A universal single-payer healthcare system would reduce the United States government deficit by 40%.
According to a study by the United States National Library of Medicine of the National Institutes of Health: “The total cost of the intervention over 12 months was $238,388 and the cost of increasing the delivery of appropriate care was $192,912 for a total cost of $431,300. The savings from reduction in inappropriate testing were $148,568 and from avoiding treatment costs as a result of appropriate testing were $455,464 for a total savings of $604,032. On a yearly basis the net cost saving to the government is $191,733 per year (2003 $Can) equating to $3,687 per physician or $63,911 per facilitator, an estimated return on intervention investment and delivery of appropriate preventive care of 40%.”

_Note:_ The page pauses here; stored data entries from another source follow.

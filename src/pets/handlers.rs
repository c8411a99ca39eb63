use axum::{
    extract::{Path, Query, State},
    Json,
};
use std::sync::Arc;
use tracing::{info, instrument};

use super::{
    models::PetModel,
    service::PetService,
    types::{AdoptPetRequest, CreatePetRequest, PetListQuery, UpdatePetRequest},
};
use crate::shared::{AppError, AppState};
use crate::store::{DeleteResult, InsertOneResult, UpdateResult};

/// GET /pets?search=&category=&adopted=
#[instrument(name = "list_pets", skip(state))]
pub async fn list_pets(
    State(state): State<AppState>,
    Query(query): Query<PetListQuery>,
) -> Result<Json<Vec<PetModel>>, AppError> {
    let service = PetService::new(Arc::clone(&state.store));
    let pets = service.list_pets(&query).await?;

    info!(pet_count = pets.len(), "Pets listed successfully");
    Ok(Json(pets))
}

/// GET /pets/{id}
/// Unknown ids answer with a `null` body
#[instrument(name = "get_pet", skip(state))]
pub async fn get_pet(
    State(state): State<AppState>,
    Path(pet_id): Path<String>,
) -> Result<Json<Option<PetModel>>, AppError> {
    let service = PetService::new(Arc::clone(&state.store));
    Ok(Json(service.get_pet(&pet_id).await?))
}

/// GET /pets/user/{email}
#[instrument(name = "list_owner_pets", skip(state))]
pub async fn list_owner_pets(
    State(state): State<AppState>,
    Path(owner_email): Path<String>,
) -> Result<Json<Vec<PetModel>>, AppError> {
    let service = PetService::new(Arc::clone(&state.store));
    Ok(Json(service.list_by_owner(&owner_email).await?))
}

/// POST /pets
#[instrument(name = "create_pet", skip(state, request))]
pub async fn create_pet(
    State(state): State<AppState>,
    Json(request): Json<CreatePetRequest>,
) -> Result<Json<InsertOneResult>, AppError> {
    info!(name = %request.name, category = %request.category, "Listing new pet");

    let service = PetService::new(Arc::clone(&state.store));
    Ok(Json(service.create_pet(request).await?))
}

/// PATCH /pets/{id}
#[instrument(name = "update_pet", skip(state, request))]
pub async fn update_pet(
    State(state): State<AppState>,
    Path(pet_id): Path<String>,
    Json(request): Json<UpdatePetRequest>,
) -> Result<Json<UpdateResult>, AppError> {
    let service = PetService::new(Arc::clone(&state.store));
    Ok(Json(service.update_pet(&pet_id, request).await?))
}

/// PATCH /pets/adopt/{id}
#[instrument(name = "set_pet_adopted", skip(state, request))]
pub async fn set_pet_adopted(
    State(state): State<AppState>,
    Path(pet_id): Path<String>,
    Json(request): Json<AdoptPetRequest>,
) -> Result<Json<UpdateResult>, AppError> {
    let service = PetService::new(Arc::clone(&state.store));
    Ok(Json(service.set_adopted(&pet_id, request.adopted).await?))
}

/// DELETE /pets/{id}
#[instrument(name = "delete_pet", skip(state))]
pub async fn delete_pet(
    State(state): State<AppState>,
    Path(pet_id): Path<String>,
) -> Result<Json<DeleteResult>, AppError> {
    let service = PetService::new(Arc::clone(&state.store));
    Ok(Json(service.delete_pet(&pet_id).await?))
}
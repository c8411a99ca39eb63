use std::cmp::Ordering;

use chrono::{DateTime, Utc};
use serde_json::{Map, Value};

/// A stored document: a JSON object keyed by field name.
pub type Document = Map<String, Value>;

/// Primary key field present on every stored document.
pub const ID_FIELD: &str = "_id";

/// Field changes applied to a single document.
///
/// `set` replaces only the fields it names; `inc` adds to numeric fields,
/// treating a missing or non-numeric field as zero.
#[derive(Debug, Clone, Default, PartialEq)]
pub struct Update {
    set: Document,
    inc: Vec<(String, f64)>,
}

impl Update {
    pub fn new() -> Self {
        Self::default()
    }

    /// Partial replacement built from the fields of `document`. The id field is never rewritten.
    pub fn set(mut document: Document) -> Self {
        document.remove(ID_FIELD);
        Self {
            set: document,
            inc: Vec::new(),
        }
    }

    pub fn set_field(mut self, field: &str, value: impl Into<Value>) -> Self {
        if field != ID_FIELD {
            self.set.insert(field.to_string(), value.into());
        }
        self
    }

    pub fn inc(mut self, field: &str, amount: f64) -> Self {
        self.inc.push((field.to_string(), amount));
        self
    }

    pub fn is_empty(&self) -> bool {
        self.set.is_empty() && self.inc.is_empty()
    }

    /// Applies the changes in place and reports whether the document changed.
    pub fn apply(&self, document: &mut Document) -> bool {
        let mut changed = false;

        for (field, value) in &self.set {
            if document.get(field) != Some(value) {
                document.insert(field.clone(), value.clone());
                changed = true;
            }
        }

        for (field, amount) in &self.inc {
            let current = document.get(field).and_then(Value::as_f64).unwrap_or(0.0);
            let next = number_value(current + amount);
            if document.get(field) != Some(&next) {
                document.insert(field.clone(), next);
                changed = true;
            }
        }

        changed
    }

    /// Document written when an upsert matches nothing: the id plus the updated fields only.
    pub fn to_upserted(&self, id: &str) -> Document {
        let mut document = Document::new();
        document.insert(ID_FIELD.to_string(), Value::String(id.to_string()));
        self.apply(&mut document);
        document
    }
}

/// Integral results stay integers so stored totals read back the way they were written.
fn number_value(n: f64) -> Value {
    if n.fract() == 0.0 && n.abs() < 9.0e15 {
        Value::from(n as i64)
    } else {
        serde_json::Number::from_f64(n)
            .map(Value::Number)
            .unwrap_or(Value::Null)
    }
}

#[derive(Debug, Clone, PartialEq)]
pub enum Condition {
    Eq(String, Value),
    /// Missing fields count as not equal.
    Ne(String, Value),
    /// Literal, case-insensitive substring match on a string field.
    ContainsIgnoreCase(String, String),
}

impl Condition {
    fn matches(&self, document: &Document) -> bool {
        match self {
            Condition::Eq(field, value) => document.get(field) == Some(value),
            Condition::Ne(field, value) => document.get(field) != Some(value),
            Condition::ContainsIgnoreCase(field, needle) => document
                .get(field)
                .and_then(Value::as_str)
                .map(|haystack| haystack.to_lowercase().contains(&needle.to_lowercase()))
                .unwrap_or(false),
        }
    }
}

/// Conjunction of conditions. An empty filter matches every document.
#[derive(Debug, Clone, Default, PartialEq)]
pub struct Filter {
    conditions: Vec<Condition>,
}

impl Filter {
    pub fn new() -> Self {
        Self::default()
    }

    pub fn by_id(id: &str) -> Self {
        Self::new().eq(ID_FIELD, id)
    }

    pub fn eq(mut self, field: &str, value: impl Into<Value>) -> Self {
        self.conditions
            .push(Condition::Eq(field.to_string(), value.into()));
        self
    }

    pub fn ne(mut self, field: &str, value: impl Into<Value>) -> Self {
        self.conditions
            .push(Condition::Ne(field.to_string(), value.into()));
        self
    }

    pub fn contains_ignore_case(mut self, field: &str, needle: impl Into<String>) -> Self {
        self.conditions
            .push(Condition::ContainsIgnoreCase(field.to_string(), needle.into()));
        self
    }

    pub fn matches(&self, document: &Document) -> bool {
        self.conditions.iter().all(|c| c.matches(document))
    }
}

#[derive(Debug, Clone, PartialEq)]
pub struct Sort {
    pub field: String,
    pub descending: bool,
}

/// Filter, ordering and paging for a collection read.
#[derive(Debug, Clone, Default, PartialEq)]
pub struct FindQuery {
    pub filter: Filter,
    pub sort: Option<Sort>,
    pub skip: usize,
    pub limit: Option<usize>,
}

impl FindQuery {
    pub fn new(filter: Filter) -> Self {
        Self {
            filter,
            ..Self::default()
        }
    }

    pub fn all() -> Self {
        Self::default()
    }

    pub fn sort_desc(mut self, field: &str) -> Self {
        self.sort = Some(Sort {
            field: field.to_string(),
            descending: true,
        });
        self
    }

    pub fn sort_asc(mut self, field: &str) -> Self {
        self.sort = Some(Sort {
            field: field.to_string(),
            descending: false,
        });
        self
    }

    pub fn skip(mut self, skip: usize) -> Self {
        self.skip = skip;
        self
    }

    pub fn limit(mut self, limit: usize) -> Self {
        self.limit = Some(limit);
        self
    }

    /// Evaluates the query over documents given in storage order.
    pub fn apply(&self, documents: impl IntoIterator<Item = Document>) -> Vec<Document> {
        let mut matched: Vec<Document> = documents
            .into_iter()
            .filter(|d| self.filter.matches(d))
            .collect();

        if let Some(sort) = &self.sort {
            matched.sort_by(|a, b| {
                let ordering = compare_values(a.get(&sort.field), b.get(&sort.field));
                if sort.descending {
                    ordering.reverse()
                } else {
                    ordering
                }
            });
        }

        let page = matched.into_iter().skip(self.skip);
        match self.limit {
            Some(limit) => page.take(limit).collect(),
            None => page.collect(),
        }
    }
}

/// Missing values sort lowest. Strings that parse as RFC 3339 timestamps compare chronologically.
fn compare_values(a: Option<&Value>, b: Option<&Value>) -> Ordering {
    match (a, b) {
        (None, None) => Ordering::Equal,
        (None, Some(_)) => Ordering::Less,
        (Some(_), None) => Ordering::Greater,
        (Some(Value::Number(x)), Some(Value::Number(y))) => x
            .as_f64()
            .partial_cmp(&y.as_f64())
            .unwrap_or(Ordering::Equal),
        (Some(Value::String(x)), Some(Value::String(y))) => {
            match (parse_timestamp(x), parse_timestamp(y)) {
                (Some(x), Some(y)) => x.cmp(&y),
                _ => x.cmp(y),
            }
        }
        (Some(Value::Bool(x)), Some(Value::Bool(y))) => x.cmp(y),
        _ => Ordering::Equal,
    }
}

fn parse_timestamp(value: &str) -> Option<DateTime<Utc>> {
    DateTime::parse_from_rfc3339(value)
        .ok()
        .map(|dt| dt.with_timezone(&Utc))
}
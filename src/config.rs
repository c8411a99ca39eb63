use std::net::{IpAddr, Ipv4Addr, SocketAddr};

use chrono::Duration;
use thiserror::Error;
use tracing::debug;

const DEFAULT_PORT: u16 = 5000;
const DEFAULT_TOKEN_EXPIRATION_MINUTES: i64 = 60;

#[derive(Debug, Error)]
pub enum ConfigError {
    #[error("Missing required environment variable: {0}")]
    MissingEnvVar(String),

    #[error("Invalid value for {0}: {1}")]
    InvalidEnvVar(String, String),
}

/// Process-wide configuration, built once at startup and shared through `AppState`.
#[derive(Clone)]
pub struct AppConfig {
    pub host: IpAddr,
    pub port: u16,
    token_secret: String,
    pub token_expiration: Duration,
    /// When unset the in-memory document store is used.
    pub database_url: Option<String>,
}

impl std::fmt::Debug for AppConfig {
    fn fmt(&self, f: &mut std::fmt::Formatter<'_>) -> std::fmt::Result {
        f.debug_struct("AppConfig")
            .field("host", &self.host)
            .field("port", &self.port)
            .field("token_secret", &"<redacted>")
            .field("token_expiration", &self.token_expiration)
            .field("database_url", &self.database_url.as_ref().map(|_| "<set>"))
            .finish()
    }
}

impl AppConfig {
    /// Configuration with defaults and the given signing secret.
    pub fn new(token_secret: impl Into<String>) -> Self {
        Self {
            host: IpAddr::V4(Ipv4Addr::UNSPECIFIED),
            port: DEFAULT_PORT,
            token_secret: token_secret.into(),
            token_expiration: Duration::minutes(DEFAULT_TOKEN_EXPIRATION_MINUTES),
            database_url: None,
        }
    }

    /// Loads configuration from the environment, reading a `.env` file first if present.
    pub fn from_env() -> Result<Self, ConfigError> {
        let _ = dotenvy::dotenv();

        let token_secret = std::env::var("ACCESS_TOKEN_SECRET")
            .ok()
            .filter(|s| !s.trim().is_empty())
            .ok_or_else(|| ConfigError::MissingEnvVar("ACCESS_TOKEN_SECRET".to_string()))?;

        let host = env_or_default("HOST", "0.0.0.0")
            .parse::<IpAddr>()
            .map_err(|e| ConfigError::InvalidEnvVar("HOST".to_string(), e.to_string()))?;

        let port = env_or_default("PORT", &DEFAULT_PORT.to_string())
            .parse::<u16>()
            .map_err(|e| ConfigError::InvalidEnvVar("PORT".to_string(), e.to_string()))?;

        let expiration_minutes = env_or_default(
            "TOKEN_EXPIRATION_MINUTES",
            &DEFAULT_TOKEN_EXPIRATION_MINUTES.to_string(),
        )
        .parse::<i64>()
        .map_err(|e| {
            ConfigError::InvalidEnvVar("TOKEN_EXPIRATION_MINUTES".to_string(), e.to_string())
        })?;
        if expiration_minutes <= 0 {
            return Err(ConfigError::InvalidEnvVar(
                "TOKEN_EXPIRATION_MINUTES".to_string(),
                "must be positive".to_string(),
            ));
        }

        let database_url = std::env::var("DATABASE_URL")
            .ok()
            .filter(|s| !s.trim().is_empty());

        let config = Self {
            host,
            port,
            token_secret,
            token_expiration: Duration::minutes(expiration_minutes),
            database_url,
        };
        debug!(?config, "Loaded configuration from environment");
        Ok(config)
    }

    pub fn with_database_url(mut self, database_url: impl Into<String>) -> Self {
        self.database_url = Some(database_url.into());
        self
    }

    pub fn token_secret(&self) -> &str {
        &self.token_secret
    }

    pub fn socket_addr(&self) -> SocketAddr {
        SocketAddr::new(self.host, self.port)
    }
}

fn env_or_default(key: &str, default: &str) -> String {
    std::env::var(key).unwrap_or_else(|_| default.to_string())
}

#[cfg(test)]
mod tests {
    use super::*;

    #[test]
    fn test_new_config_defaults() {
        let config = AppConfig::new("secret");
        assert_eq!(config.port, 5000);
        assert_eq!(config.token_secret(), "secret");
        assert_eq!(config.token_expiration, Duration::hours(1));
        assert!(config.database_url.is_none());
        assert_eq!(config.socket_addr().to_string(), "0.0.0.0:5000");
    }

    #[test]
    fn test_debug_redacts_secret() {
        let config = AppConfig::new("super-secret-value").with_database_url("postgres://u:p@h/db");
        let rendered = format!("{:?}", config);
        assert!(!rendered.contains("super-secret-value"));
        assert!(!rendered.contains("postgres://"));
        assert!(rendered.contains("<redacted>"));
    }
}
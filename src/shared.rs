use axum::{
    http::StatusCode,
    response::{IntoResponse, Response},
    Json,
};
use serde_json::json;
use std::sync::Arc;
use thiserror::Error;

use crate::config::AppConfig;
use crate::session::TokenConfig;
use crate::store::DocumentStore;

/// Shared application state containing all dependencies
#[derive(Clone)]
pub struct AppState {
    pub config: Arc<AppConfig>,
    pub token_config: TokenConfig,
    pub store: Arc<dyn DocumentStore + Send + Sync>,
}

impl AppState {
    pub fn new(config: AppConfig, store: Arc<dyn DocumentStore + Send + Sync>) -> Self {
        let token_config = TokenConfig::from_config(&config);
        Self {
            config: Arc::new(config),
            token_config,
            store,
        }
    }
}

#[derive(Error, Debug)]
pub enum AppError {
    #[error("JWT error: {0}")]
    JwtError(String),

    #[error("Unauthorized: {0}")]
    Unauthorized(String),

    #[error("Forbidden: {0}")]
    Forbidden(String),

    #[error("Validation error: {0}")]
    Validation(String),

    #[error("Database error: {0}")]
    DatabaseError(String),

    #[error("Not found: {0}")]
    NotFound(String),

    #[error("Internal server error")]
    Internal,
}

impl IntoResponse for AppError {
    fn into_response(self) -> Response {
        let (status, message) = match self {
            AppError::JwtError(msg) => (
                StatusCode::INTERNAL_SERVER_ERROR,
                format!("Token error: {}", msg),
            ),
            AppError::Unauthorized(msg) => (StatusCode::UNAUTHORIZED, msg),
            AppError::Forbidden(msg) => (StatusCode::FORBIDDEN, msg),
            AppError::Validation(msg) => (StatusCode::BAD_REQUEST, msg),
            AppError::DatabaseError(msg) => (
                StatusCode::INTERNAL_SERVER_ERROR,
                format!("Database error: {}", msg),
            ),
            AppError::NotFound(msg) => (StatusCode::NOT_FOUND, msg),
            AppError::Internal => (
                StatusCode::INTERNAL_SERVER_ERROR,
                "Internal server error".to_string(),
            ),
        };

        let body = Json(json!({
            "message": message
        }));

        (status, body).into_response()
    }
}

/// Rejects blank values of a required text field
pub fn require_non_empty(field: &str, value: &str) -> Result<(), AppError> {
    if value.trim().is_empty() {
        return Err(AppError::Validation(format!("{} is required", field)));
    }
    Ok(())
}

pub fn validate_email(email: &str) -> Result<(), AppError> {
    require_non_empty("email", email)?;
    match email.trim().split_once('@') {
        Some((local, domain)) if !local.is_empty() && !domain.is_empty() => Ok(()),
        _ => Err(AppError::Validation(format!("Invalid email: {}", email))),
    }
}

/// Monetary amounts must be finite and not negative
pub fn validate_amount(field: &str, amount: f64) -> Result<(), AppError> {
    if !amount.is_finite() || amount < 0.0 {
        return Err(AppError::Validation(format!(
            "{} must be a non-negative number",
            field
        )));
    }
    Ok(())
}
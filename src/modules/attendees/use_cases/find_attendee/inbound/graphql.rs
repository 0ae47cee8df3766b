use async_graphql::{Context, Object};

use crate::modules::attendees::adapters::inbound::graphql::{GqlAttendee, GqlEvent};
use crate::modules::attendees::adapters::outbound::registry::AttendeeRegistry;
use crate::shell::state::AppState;

pub struct QueryRoot;

#[Object]
impl QueryRoot {
    async fn health(&self) -> &'static str {
        "ok"
    }

    async fn attendee(&self, context: &Context<'_>, id: String) -> Option<GqlAttendee> {
        let state = context.data_unchecked::<AppState>();
        state.registry.find(&id).await.map(Into::into)
    }

    async fn event(&self, context: &Context<'_>, id: String) -> Option<GqlEvent> {
        let state = context.data_unchecked::<AppState>();
        state.registry.event(&id).map(Into::into)
    }
}
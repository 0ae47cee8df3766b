// Composition root for the attendance service.
//
// - Read config from the environment.
// - Instantiate the in-memory registry and wire it into the use case handlers.
// - Build the HTTP router (REST, GraphQL, static assets).

pub mod config;
pub mod graphql;
pub mod http;
pub mod state;
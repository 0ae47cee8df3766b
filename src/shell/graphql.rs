use async_graphql::{EmptySubscription, Schema};

pub use crate::modules::attendees::use_cases::find_attendee::inbound::graphql::QueryRoot;
pub use crate::modules::attendees::use_cases::register_attendee::inbound::graphql::MutationRoot;
pub use crate::shell::state::AppState;

pub type AppSchema = Schema<QueryRoot, MutationRoot, EmptySubscription>;

pub fn build_schema(state: AppState) -> AppSchema {
    Schema::build(QueryRoot, MutationRoot, EmptySubscription)
        .data(state)
        .finish()
}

This is the conclusion of a study comparatively eliminating all of the financial bureaucracies of a healthcare system controlled by government-subsidized corporations, in which patients are individually divided and denied the medical treatment of practitioners according to their ability to pay or by the technicalities of their private insurance coverage.
Total spending on Health and Human Services in the 2013 federal government budget is $940.9 billion. A 40% reduction achieved through the United States creating a universal healthcare system like the rest of the industrialized world would by the NLM’s estimation save $376.36 billion a year; around 41.8% of the entire government deficit at planned 2013 levels.